(25.10.2009)
Domande focali - di Marina Boscaino
"Elementi illuministici, preromantici e neoclassici nella poetica di Foscolo,
attraverso alcuni esempi permutati dalle sue opere". III liceo classico:
un'"utenza" – termine odioso! - media, con provenienze da tutte le condizioni
economiche e culturali, a partire dalla piccolo-media borghesia in su. Sono
ragazzi diversi l'uno dall'altro, c'è un po' di tutto. Ma in complesso si tratta
di una classe piuttosto partecipe e interessata alla disciplina che insegno lì:
letteratura italiana, appunto.
Sono simpatici. Sanno quando lo scherzo deve cessare. Rispettano le regole senza
eccessive furberie, credono quasi tutti nel valore emancipante della cultura,
alcuni sono molto curiosi. Sorridono, abbastanza cordialmente, quasi tutti. Sono
gentili ed educati, quasi tutti. Eppure non c'è verso: anche loro
-
come ammaliati da un perfido pifferaio magico la cui musica si insinua nei loro
pensieri – dimenticano che la traccia di un elaborato scritto, la domanda
durante una verifica orale, rappresentano i limiti entro i quali muoversi per
rispondere.
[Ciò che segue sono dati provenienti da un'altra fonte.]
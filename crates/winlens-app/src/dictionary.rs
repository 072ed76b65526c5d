// Copyright 2026 Phillip Cloud
// Licensed under the Apache License, Version 2.0

use std::sync::{Arc, Condvar, Mutex, MutexGuard, PoisonError};
use tracing::{debug, warn};

use crate::{DataSource, EventDictionary, FetchError};

/// Lazily fetched, shared event dictionary.
///
/// The first `get` fetches; callers arriving while that fetch is in flight
/// block until it settles and share its outcome. A failure leaves the cache
/// empty so the next `get` tries again. Once populated the dictionary is
/// never refetched or replaced.
#[derive(Debug, Default)]
pub struct EventDictionaryCache {
    inner: Mutex<CacheInner>,
    settled: Condvar,
}

#[derive(Debug, Default)]
struct CacheInner {
    slot: Slot,
    attempts: u64,
    last_failure: Option<(u64, FetchError)>,
}

#[derive(Debug, Default)]
enum Slot {
    #[default]
    Empty,
    Fetching {
        attempt: u64,
    },
    Ready(Arc<EventDictionary>),
}

impl EventDictionaryCache {
    pub fn new() -> Self {
        Self::default()
    }

    pub fn get<S>(&self, source: &S) -> Result<Arc<EventDictionary>, FetchError>
    where
        S: DataSource + ?Sized,
    {
        let mut inner = self.lock();
        let attempt = loop {
            let in_flight = match &inner.slot {
                Slot::Ready(dictionary) => return Ok(Arc::clone(dictionary)),
                Slot::Fetching { attempt } => Some(*attempt),
                Slot::Empty => None,
            };

            let Some(in_flight) = in_flight else {
                inner.attempts = inner.attempts.saturating_add(1);
                let attempt = inner.attempts;
                inner.slot = Slot::Fetching { attempt };
                break attempt;
            };

            inner = self
                .settled
                .wait_while(inner, |inner| {
                    matches!(inner.slot, Slot::Fetching { attempt } if attempt == in_flight)
                })
                .unwrap_or_else(PoisonError::into_inner);
            if let Some((failed, error)) = &inner.last_failure
                && *failed == in_flight
            {
                return Err(error.clone());
            }
        };
        drop(inner);

        debug!(attempt, "fetching event dictionary");
        let mut guard = FetchGuard {
            cache: self,
            attempt,
            settled: false,
        };
        let outcome = source.fetch_event_dictionary();
        guard.settle(outcome)
    }

    /// The dictionary if a previous `get` already populated it.
    pub fn peek(&self) -> Option<Arc<EventDictionary>> {
        match &self.lock().slot {
            Slot::Ready(dictionary) => Some(Arc::clone(dictionary)),
            Slot::Empty | Slot::Fetching { .. } => None,
        }
    }

    pub fn is_populated(&self) -> bool {
        self.peek().is_some()
    }

    fn lock(&self) -> MutexGuard<'_, CacheInner> {
        self.inner.lock().unwrap_or_else(PoisonError::into_inner)
    }
}

/// Resets the slot if the fetch unwinds, so waiters are never stranded.
struct FetchGuard<'a> {
    cache: &'a EventDictionaryCache,
    attempt: u64,
    settled: bool,
}

impl FetchGuard<'_> {
    fn settle(
        &mut self,
        outcome: Result<EventDictionary, FetchError>,
    ) -> Result<Arc<EventDictionary>, FetchError> {
        self.settled = true;
        let mut inner = self.cache.lock();
        let result = match outcome {
            Ok(dictionary) => {
                let dictionary = Arc::new(dictionary);
                debug!(entries = dictionary.len(), "event dictionary ready");
                inner.slot = Slot::Ready(Arc::clone(&dictionary));
                inner.last_failure = None;
                Ok(dictionary)
            }
            Err(error) => {
                warn!(attempt = self.attempt, %error, "event dictionary fetch failed");
                inner.slot = Slot::Empty;
                inner.last_failure = Some((self.attempt, error.clone()));
                Err(error)
            }
        };
        drop(inner);
        self.cache.settled.notify_all();
        result
    }
}

impl Drop for FetchGuard<'_> {
    fn drop(&mut self) {
        if self.settled {
            return;
        }
        let mut inner = self.cache.lock();
        inner.slot = Slot::Empty;
        inner.last_failure = Some((
            self.attempt,
            FetchError::network("event dictionary fetch aborted"),
        ));
        drop(inner);
        self.cache.settled.notify_all();
    }
}
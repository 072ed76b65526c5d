// Copyright 2026 Phillip Cloud
// Licensed under the Apache License, Version 2.0

use anyhow::{Context, Result, bail};
use reqwest::StatusCode;
use reqwest::blocking::{Client as HttpClient, RequestBuilder};
use serde::de::DeserializeOwned;
use serde::{Deserialize, Serialize};
use std::collections::BTreeMap;
use std::time::Duration;
use time::format_description::well_known::Rfc3339;
use time::macros::format_description;
use time::{OffsetDateTime, PrimitiveDateTime};
use tracing::{debug, warn};
use url::Url;
use winlens_app::{
    DataSource, EventDescriptor, EventDictionary, EventId, FetchError, Query, QueryId,
    QueryStatus, WindowPage, WindowRow,
};

/// Blocking HTTP binding of [`DataSource`] for the query backend.
#[derive(Debug, Clone)]
pub struct Client {
    base_url: Url,
    http: HttpClient,
}

impl Client {
    pub fn new(base_url: &str, timeout: Duration) -> Result<Self> {
        let trimmed = base_url.trim().trim_end_matches('/');
        if trimmed.is_empty() {
            bail!("server.base_url must not be empty");
        }
        let base_url =
            Url::parse(trimmed).with_context(|| format!("parse server.base_url {trimmed:?}"))?;
        if !matches!(base_url.scheme(), "http" | "https") {
            bail!(
                "server.base_url must use http or https, got {:?}",
                base_url.scheme()
            );
        }
        if base_url.cannot_be_a_base() {
            bail!("server.base_url {trimmed:?} cannot carry a path");
        }

        let http = HttpClient::builder()
            .timeout(timeout)
            .build()
            .context("build HTTP client")?;

        Ok(Self { base_url, http })
    }

    pub fn base_url(&self) -> &str {
        self.base_url.as_str().trim_end_matches('/')
    }

    /// Confirms the backend answers and speaks the expected protocol.
    pub fn ping(&self) -> Result<()> {
        let queries = self
            .list_queries()
            .with_context(|| format!("check backend at {}", self.base_url()))?;
        debug!(queries = queries.len(), "backend reachable");
        Ok(())
    }

    fn endpoint(&self, segments: &[&str]) -> Url {
        let mut url = self.base_url.clone();
        // cannot_be_a_base was rejected in `new`, so the path is always editable.
        if let Ok(mut path) = url.path_segments_mut() {
            path.pop_if_empty().extend(segments);
        }
        url
    }

    fn fetch<T>(&self, request: RequestBuilder, what: &str) -> Result<T, FetchError>
    where
        T: DeserializeOwned,
    {
        let response = request
            .send()
            .map_err(|error| connection_error(self.base_url(), &error))?;

        let status = response.status();
        let body = response
            .text()
            .map_err(|error| FetchError::network(format!("read {what} response: {error}")))?;
        if !status.is_success() {
            let error = clean_error_response(status, &body);
            warn!(what, %error, "request rejected");
            return Err(error);
        }

        serde_json::from_str(&body)
            .map_err(|error| FetchError::parse(format!("decode {what}: {error}")))
    }
}

impl DataSource for Client {
    fn list_queries(&self) -> Result<Vec<Query>, FetchError> {
        let url = self.endpoint(&["queries"]);
        debug!(%url, "listing queries");
        let records: Vec<QueryRecord> = self.fetch(self.http.get(url), "query list")?;

        let mut queries: Vec<Query> = records.into_iter().map(QueryRecord::into_query).collect();
        queries.sort_by_key(|query| query.created_at);
        Ok(queries)
    }

    fn run_query(&self, src: Option<&str>, dst: Option<&str>) -> Result<Query, FetchError> {
        let url = self.endpoint(&["query"]);
        debug!(%url, ?src, ?dst, "running query");
        let response: RunQueryResponse = self.fetch(
            self.http.post(url).json(&RunQueryRequest { src, dst }),
            "query result",
        )?;
        debug!(
            query = %response.query_id,
            rows = response.rows,
            cached = response.cached,
            "query finished"
        );

        Ok(Query {
            id: QueryId::new(response.query_id),
            src_raw: src.map(str::to_owned),
            dst_raw: dst.map(str::to_owned),
            src_filter: None,
            dst_filter: None,
            status: QueryStatus::Done,
            rows: response.rows,
            error: None,
            created_at: Some(OffsetDateTime::now_utc()),
        })
    }

    fn fetch_event_dictionary(&self) -> Result<EventDictionary, FetchError> {
        let url = self.endpoint(&["events"]);
        debug!(%url, "fetching event dictionary");
        let records: BTreeMap<String, EventRecord> =
            self.fetch(self.http.get(url), "event dictionary")?;

        Ok(records
            .into_iter()
            .map(|(key, record)| {
                let id = EventId::parse(&key);
                (id.clone(), record.into_descriptor(id))
            })
            .collect())
    }

    fn fetch_query_windows(
        &self,
        query_id: &QueryId,
        offset: u64,
        limit: u64,
    ) -> Result<WindowPage, FetchError> {
        let mut url = self.endpoint(&["query", query_id.as_str(), "data"]);
        url.query_pairs_mut()
            .append_pair("offset", &offset.to_string())
            .append_pair("limit", &limit.to_string());
        debug!(%url, "fetching windows");

        let page: WindowPageResponse = self.fetch(self.http.get(url), "window page")?;
        Ok(WindowPage {
            rows: page.rows,
            total: page.total,
        })
    }
}

fn connection_error(base_url: &str, error: &reqwest::Error) -> FetchError {
    if error.is_timeout() {
        return FetchError::network(format!(
            "{base_url} did not answer in time -- raise server.timeout or check the backend ({error})"
        ));
    }
    FetchError::network(format!(
        "cannot reach {base_url} -- start the backend or set server.base_url ({error})"
    ))
}

fn clean_error_response(status: StatusCode, body: &str) -> FetchError {
    let code = status.as_u16();
    if let Ok(parsed) = serde_json::from_str::<DetailEnvelope>(body)
        && let Some(detail) = parsed.detail.as_ref().and_then(detail_message)
    {
        return FetchError::status(code, detail);
    }

    let body = body.trim();
    if !body.is_empty() && body.len() < 100 && !body.contains('{') {
        return FetchError::status(code, body);
    }

    FetchError::status(code, status.canonical_reason().unwrap_or("request failed"))
}

/// Flattens a `detail` payload: either a plain message or a list of
/// validation errors carrying `msg`.
fn detail_message(detail: &serde_json::Value) -> Option<String> {
    match detail {
        serde_json::Value::String(message) if !message.is_empty() => Some(message.clone()),
        serde_json::Value::Array(items) => {
            let messages: Vec<&str> = items
                .iter()
                .filter_map(|item| item.get("msg").and_then(serde_json::Value::as_str))
                .collect();
            if messages.is_empty() {
                None
            } else {
                Some(messages.join("; "))
            }
        }
        _ => None,
    }
}

fn parse_timestamp(raw: &str) -> Option<OffsetDateTime> {
    let raw = raw.trim();
    if raw.is_empty() {
        return None;
    }
    let naive = format_description!(
        "[year]-[month]-[day]T[hour]:[minute]:[second][optional [.[subsecond]]]"
    );
    PrimitiveDateTime::parse(raw, naive)
        .map(PrimitiveDateTime::assume_utc)
        .or_else(|_| OffsetDateTime::parse(raw, &Rfc3339))
        .ok()
}

#[derive(Debug, Serialize)]
struct RunQueryRequest<'a> {
    src: Option<&'a str>,
    dst: Option<&'a str>,
}

#[derive(Debug, Deserialize)]
struct RunQueryResponse {
    query_id: String,
    #[serde(default)]
    rows: u64,
    #[serde(default)]
    cached: bool,
}

#[derive(Debug, Deserialize)]
struct QueryRecord {
    query_id: String,
    #[serde(default)]
    src_raw: Option<String>,
    #[serde(default)]
    dst_raw: Option<String>,
    #[serde(default)]
    src: Option<String>,
    #[serde(default)]
    dst: Option<String>,
    #[serde(default)]
    status: String,
    #[serde(default)]
    rows: u64,
    #[serde(default)]
    error: Option<String>,
    #[serde(default)]
    created_at: Option<String>,
}

impl QueryRecord {
    fn into_query(self) -> Query {
        let status = QueryStatus::parse(&self.status).unwrap_or_else(|| {
            warn!(query = %self.query_id, status = %self.status, "unknown query status");
            QueryStatus::Pending
        });
        Query {
            id: QueryId::new(self.query_id),
            src_raw: self.src_raw,
            dst_raw: self.dst_raw,
            src_filter: self.src,
            dst_filter: self.dst,
            status,
            rows: self.rows,
            error: self.error,
            created_at: self.created_at.as_deref().and_then(parse_timestamp),
        }
    }
}

#[derive(Debug, Default, Deserialize)]
#[serde(default)]
struct EventRecord {
    event_name: String,
    component: String,
    percentile_origin: String,
    percentile_target: String,
    percentile_index: Option<u32>,
    intensity: Option<f64>,
    base_color: String,
    final_color: String,
}

impl EventRecord {
    fn into_descriptor(self, event_id: EventId) -> EventDescriptor {
        EventDescriptor {
            event_id,
            name: self.event_name,
            component: self.component,
            percentile_origin: self.percentile_origin,
            percentile_target: self.percentile_target,
            percentile_index: self.percentile_index,
            intensity: self.intensity,
            base_color: self.base_color,
            final_color: self.final_color,
        }
    }
}

#[derive(Debug, Deserialize)]
struct WindowPageResponse {
    #[serde(default)]
    total: u64,
    #[serde(default)]
    rows: Vec<WindowRow>,
}

#[derive(Debug, Deserialize)]
struct DetailEnvelope {
    detail: Option<serde_json::Value>,
}

#[cfg(test)]
mod tests {
    use super::{Client, clean_error_response, parse_timestamp};
    use reqwest::StatusCode;
    use std::time::Duration;
    use time::macros::datetime;
    use winlens_app::FetchError;

    #[test]
    fn rejects_unusable_base_urls() {
        for base in ["", "   ", "ftp://example.com", "not a url"] {
            assert!(
                Client::new(base, Duration::from_secs(1)).is_err(),
                "{base:?} should be rejected"
            );
        }
    }

    #[test]
    fn endpoints_keep_base_path_prefix() -> anyhow::Result<()> {
        let client = Client::new("http://localhost:8000/api/", Duration::from_secs(1))?;
        assert_eq!(client.base_url(), "http://localhost:8000/api");
        assert_eq!(
            client.endpoint(&["query", "a b", "data"]).as_str(),
            "http://localhost:8000/api/query/a%20b/data"
        );

        let bare = Client::new("http://localhost:8000", Duration::from_secs(1))?;
        assert_eq!(
            bare.endpoint(&["events"]).as_str(),
            "http://localhost:8000/events"
        );
        Ok(())
    }

    #[test]
    fn error_bodies_are_cleaned() {
        assert_eq!(
            clean_error_response(StatusCode::NOT_FOUND, r#"{"detail":"query not found"}"#),
            FetchError::status(404, "query not found")
        );
        assert_eq!(
            clean_error_response(
                StatusCode::UNPROCESSABLE_ENTITY,
                r#"{"detail":[{"loc":["query","limit"],"msg":"too large"},{"msg":"bad offset"}]}"#,
            ),
            FetchError::status(422, "too large; bad offset")
        );
        assert_eq!(
            clean_error_response(StatusCode::BAD_GATEWAY, "upstream down"),
            FetchError::status(502, "upstream down")
        );
        assert_eq!(
            clean_error_response(StatusCode::INTERNAL_SERVER_ERROR, r#"{"oops":true}"#),
            FetchError::status(500, "Internal Server Error")
        );
    }

    #[test]
    fn timestamps_accept_naive_and_offset_forms() {
        assert_eq!(
            parse_timestamp("2026-03-01T10:15:30.123456"),
            Some(datetime!(2026-03-01 10:15:30.123456 UTC))
        );
        assert_eq!(
            parse_timestamp("2026-03-01T10:15:30+02:00"),
            Some(datetime!(2026-03-01 08:15:30 UTC))
        );
        assert_eq!(parse_timestamp(""), None);
        assert_eq!(parse_timestamp("yesterday"), None);
    }
}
Ed è così che troppo spesso mi sono ritrovata a leggere attacchi
incerti e banali, Foscolo nasce a Zante e muore a Londra, la delusione del
trattato di Campoformio, le lezioni pavesi, la sepoltura illacrimata, le Grazie
e il classicismo. E dov'è il senso?
L'impressione è che il contatto con un contenuto preveda troppo spesso l'individuazione immediata - e non mediata dalla riflessione - di una parola chiave. Non LA parola chiave, non le parole-chiave che insieme forniscono il senso e il limite verso e entro i quali ci si deve muovere. Ma la sollecitazione più fulminea attraverso la percezione più repentina. Leggono Foscolo e non può che essere Foscolo la risposta, nato a Zante, deluso dal trattato di Campoformio. Sono davvero la generazione degli short messages – gli sms -, quelli della comunicazione sincopata ed ellittica -xké, tvtb, 10Q, XD, XP, cmq – della contrazione che mangia il tempo e con il tempo le parole e con le parole il senso. Sono letteralmente bersagliati da immagini che li invitano a preferire, a scegliere, ad acquistare il prima possibile per essere il prima possibile ciò che il mondo dimostra di volerli: consumatori rapidi e voraci, pronti a cogliere l'attimo, la seduzione. Soprattutto, consumatori acritici.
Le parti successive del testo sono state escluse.